**Task brief:**
Everything from the line with "pub const BOT_SETTINGS_TITLE: &str" to the final line of the records should be reproduced word for word, with both of those lines kept.

**Information supplied:**
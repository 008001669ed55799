pub const EMBED_COLOR: u32 = 0x4286F4;
pub const ERROR_COLOR: u32 = 0xFF0000;
pub const FIELDS_COLOR: u32 = 0x1C1C1C;

pub const SETTINGS_TITLE: &str = "Settings";
pub const BOT_SETTINGS_TITLE: &str = "Bot Settings";
pub const USER_SETTINGS_TITLE: &str = "User Settings";
pub const SERVER_SETTINGS_TITLE: &str = "Server Settings";

pub const TIMEZONE_EXAMPLE: &str = "America/New_York";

**Answer space:**
pub const BOT_SETTINGS_TITLE: &str = "Bot Settings";
pub const USER_SETTINGS_TITLE: &str = "User Settings";
pub const SERVER_SETTINGS_TITLE: &str = "Server Settings";

pub const TIMEZONE_EXAMPLE: &str = "America/New_York";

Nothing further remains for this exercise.